Paul Driessen
Mar 03, 2020
Largely with party-line, urban-vs-rural votes, Virginia’s legislature
is poised to enact a Clean Economy Act that would eliminate coal-based
electricity generation, prevent construction of new gas-fired power
plants – and replace reliable, affordable fossil energy with wind, solar
and battery-backup power. The bills offer important cautionary lessons
for voters, workers and consumers in Virginia and the United States.
Senate
Majority Leader Dick Saslaw has said Virginia has “a climate problem,
and you can’t fix it for free.” However, the climate crisis is mostly
exaggerated, imaginary or based on
faulty computer models. Worse, the “fix” will be anything but free, and it won’t make an iota of difference to the global climate.
The USA has actually had
fewer violent (F3-5) tornadoes the past 35 years than during the previous 35, and not one in 2018.
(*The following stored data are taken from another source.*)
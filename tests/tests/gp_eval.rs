//! GP-Eval integration tests.
//!
//! Hand-built graphs and patterns with exactly known results.

use rebac_tests::prelude::*;

const USER: &str = "user";
const FRIEND: &str = "friend";

mod edge_types {
    use super::*;

    fn graph() -> InMemoryGraph {
        InMemoryGraph::builder()
            .node("UID", USER, attrs!())
            .node("fake", USER, attrs!())
            .node("fakeEnd", USER, attrs! { "end" => false })
            .node("mid", USER, attrs!())
            .node("end", USER, attrs! { "end" => true })
            .edge("UID", "fake", "req->fake", "e1", attrs!())
            .edge("fake", "fakeEnd", "fake->fakeEnd", "e2", attrs!())
            .edge("UID", "mid", "req->mid", "e1", attrs!())
            .edge("mid", "end", "mid->end", "e2", attrs!())
            .build()
            .unwrap()
    }

    fn pattern() -> GraphPattern {
        GraphPattern::builder()
            .node("requestor", USER)
            .node("someNode", USER)
            .node("otherNode", USER)
            .edge("requestor", "someNode", "first", "e1")
            .edge("someNode", "otherNode", "second", "e2")
            .fix("requestor", "UID")
            .require_node("otherNode", "end", RequirementOperator::Equal, true)
            .returns("someNode")
            .returns("otherNode")
            .build()
            .unwrap()
    }

    #[test]
    fn test_decoy_path_is_rejected() {
        init_logging();

        // GIVEN a decoy path ending in end=false and a valid one ending in end=true
        let graph = graph();

        // WHEN evaluating the two-hop pattern
        let results = evaluate(&graph, &pattern()).unwrap();

        // THEN only the valid path is returned
        assert_eq!(result_ids(&results), tuples![["mid", "end"]]);
    }

    #[test]
    fn test_wrong_edge_type_breaks_the_path() {
        // GIVEN the valid path's second hop uses the wrong type
        let graph = InMemoryGraph::builder()
            .node("UID", USER, attrs!())
            .node("mid", USER, attrs!())
            .node("end", USER, attrs! { "end" => true })
            .edge("UID", "mid", "req->mid", "e1", attrs!())
            .edge("mid", "end", "mid->end", "e1", attrs!())
            .build()
            .unwrap();

        // WHEN evaluating
        let results = evaluate(&graph, &pattern()).unwrap();

        // THEN nothing matches
        assert!(results.is_empty());
    }
}

mod fixed_nodes {
    use super::*;

    fn single_free_node() -> GraphPattern {
        GraphPattern::builder()
            .node("nId", "NODE")
            .returns("nId")
            .build()
            .unwrap()
    }

    fn fixed_and_unconnected() -> GraphPattern {
        GraphPattern::builder()
            .node("nId", "NODE")
            .node("otherId", "NODE")
            .fix("nId", "FIXED_NODE")
            .returns("otherId")
            .build()
            .unwrap()
    }

    #[test]
    fn test_pattern_without_fixed_node_is_uncoverable() {
        let graph = InMemoryGraph::builder()
            .node("a", "NODE", attrs!())
            .build()
            .unwrap();

        let result = evaluate(&graph, &single_free_node());

        assert_eq!(
            result.unwrap_err(),
            EvalError::uncoverable(vec!["nId".to_string()])
        );
    }

    #[test]
    fn test_pattern_without_fixed_node_is_uncoverable_on_empty_graph() {
        let graph = InMemoryGraph::builder().build().unwrap();

        let result = evaluate(&graph, &single_free_node());

        assert!(matches!(result, Err(EvalError::Uncoverable { .. })));
    }

    #[test]
    fn test_missing_fixed_node_is_no_match() {
        // GIVEN an empty graph
        let graph = InMemoryGraph::builder().build().unwrap();

        // WHEN the fixed node cannot be found
        let results = evaluate(&graph, &fixed_and_unconnected()).unwrap();

        // THEN the result is empty rather than an error
        assert!(results.is_empty());
    }

    #[test]
    fn test_unconnected_node_is_uncoverable() {
        // GIVEN the fixed node exists
        let graph = InMemoryGraph::builder()
            .node("FIXED_NODE", "NODE", attrs!())
            .node("otherNode", "NODE", attrs!())
            .build()
            .unwrap();

        // WHEN evaluating a pattern whose second node has no edges
        let result = evaluate(&graph, &fixed_and_unconnected());

        // THEN the query itself is reported as malformed
        let err = result.unwrap_err();
        assert_eq!(err, EvalError::uncoverable(vec!["otherId".to_string()]));
        assert!(err.to_string().contains("otherId"));
    }

    #[test]
    fn test_required_edge_without_neighbours_is_no_match() {
        let graph = InMemoryGraph::builder()
            .node("123", USER, attrs!())
            .build()
            .unwrap();
        let pattern = GraphPattern::builder()
            .node("test", USER)
            .node("nonexisting", USER)
            .edge("test", "nonexisting", "e", FRIEND)
            .fix("test", "123")
            .returns("nonexisting")
            .build()
            .unwrap();

        let results = evaluate(&graph, &pattern).unwrap();

        assert!(results.is_empty());
    }

    #[test]
    fn test_fixed_node_is_not_type_checked() {
        // GIVEN the fixed id belongs to a node of another type
        let graph = InMemoryGraph::builder()
            .node("x", "robot", attrs!())
            .build()
            .unwrap();
        let pattern = GraphPattern::builder()
            .node("me", USER)
            .fix("me", "x")
            .returns("me")
            .build()
            .unwrap();

        // WHEN evaluating
        let results = evaluate(&graph, &pattern).unwrap();

        // THEN the id alone decides the binding
        assert_eq!(result_ids(&results), tuples![["x"]]);
    }
}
Hurricane frequency and intensity
has barely changed since 1850 – except that the USA enjoyed a record
12-year absence of Category 3-5 hurricanes, 2005-2017. After rising some
400 feet since the last Ice Age, seas have been rising at just 7-12
inches per century for over 150 years, and a lot of apparent sea level
rise is actually
land subsidence, including around the Norfolk-Virginia Beach area.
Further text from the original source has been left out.